■ Aim of the task:
After locating the line with "assert_eq!(stack.depth(), 0);" in the records below, print it and every line after it exactly.
Top of Dataset excerpts
//! Circular dependency detection infrastructure.

use std::cell::RefCell;

use crate::error::{DiError, DiResult};
use crate::registration::Constructor;

// Each level of provider construction costs several stack frames; this
// default stays inside a 2 MiB thread stack in debug builds.
pub(crate) const MAX_DEPTH: usize = 128;

/// Constructors whose providers are currently being built, innermost last.
///
/// Owned by one registry; single-threaded like the registry itself.
#[derive(Default)]
pub(crate) struct ResolutionStack {
    stack: RefCell<Vec<Constructor>>,
}

impl ResolutionStack {
    /// Pushes `ctor`, failing on re-entry (when `detect_cycles`) or past `max_depth`.
    pub(crate) fn enter(
        &self,
        ctor: &Constructor,
        detect_cycles: bool,
        max_depth: usize,
    ) -> DiResult<StackGuard<'_>> {
        let mut stack = self.stack.borrow_mut();

        // Circular detection BEFORE pushing the new constructor
        if detect_cycles && stack.iter().any(|c| c == ctor) {
            let mut path: Vec<String> = stack.iter().map(|c| c.name().to_string()).collect();
            path.push(ctor.name().to_string());
            return Err(DiError::Circular(path));
        }

        if stack.len() >= max_depth {
            return Err(DiError::DepthExceeded(stack.len()));
        }

        stack.push(ctor.clone());
        Ok(StackGuard { owner: self })
    }

    pub(crate) fn depth(&self) -> usize {
        self.stack.borrow().len()
    }
}

/// Pops its constructor when dropped, on success and error paths alike.
pub(crate) struct StackGuard<'a> {
    owner: &'a ResolutionStack,
}

impl Drop for StackGuard<'_> {
    fn drop(&mut self) {
        self.owner.stack.borrow_mut().pop();
    }
}

#[cfg(test)]
mod tests {
    use super::*;
    use crate::key::Nominal;

    struct A;
    struct B;

    fn ctor<T: Send + Sync + 'static>(value: fn() -> T) -> Constructor {
        Constructor::record(Nominal::of::<T>()).build(move |_| Ok(value()))
    }

    #[test]
    fn reentry_reports_path() {
        let stack = ResolutionStack::default();
        let a = ctor(|| A);
        let b = ctor(|| B);

        let _ga = stack.enter(&a, true, MAX_DEPTH).unwrap();
        let _gb = stack.enter(&b, true, MAX_DEPTH).unwrap();
        match stack.enter(&a, true, MAX_DEPTH) {
            Err(DiError::Circular(path)) => assert_eq!(path, vec!["A", "B", "A"]),
            other => panic!("expected circular error, got {:?}", other.map(|_| ())),
        }
        assert_eq!(stack.depth(), 2);
    }

    #[test]
    fn guard_pops_on_drop() {
        let stack = ResolutionStack::default();
        let a = ctor(|| A);
        {
            let _guard = stack.enter(&a, true, MAX_DEPTH).unwrap();
            assert_eq!(stack.depth(), 1);
        }
        assert_eq!(stack.depth(), 0);
        assert!(stack.enter(&a, true, MAX_DEPTH).is_ok());
    }

    #[test]
    fn depth_limit_applies_without_cycle_detection() {
        let stack = ResolutionStack::default();
        let a = ctor(|| A);
        let _g1 = stack.enter(&a, false, 2).unwrap();
        let _g2 = stack.enter(&a, false, 2).unwrap();
        assert_eq!(stack.enter(&a, false, 2).err(), Some(DiError::DepthExceeded(2)));
    }
}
Bottom of Dataset excerpts
■ Exercise answer:
        assert_eq!(stack.depth(), 0);
        assert!(stack.enter(&a, true, MAX_DEPTH).is_ok());
    }

    #[test]
    fn depth_limit_applies_without_cycle_detection() {
        let stack = ResolutionStack::default();
        let a = ctor(|| A);
        let _g1 = stack.enter(&a, false, 2).unwrap();
        let _g2 = stack.enter(&a, false, 2).unwrap();
        assert_eq!(stack.enter(&a, false, 2).err(), Some(DiError::DepthExceeded(2)));
    }
}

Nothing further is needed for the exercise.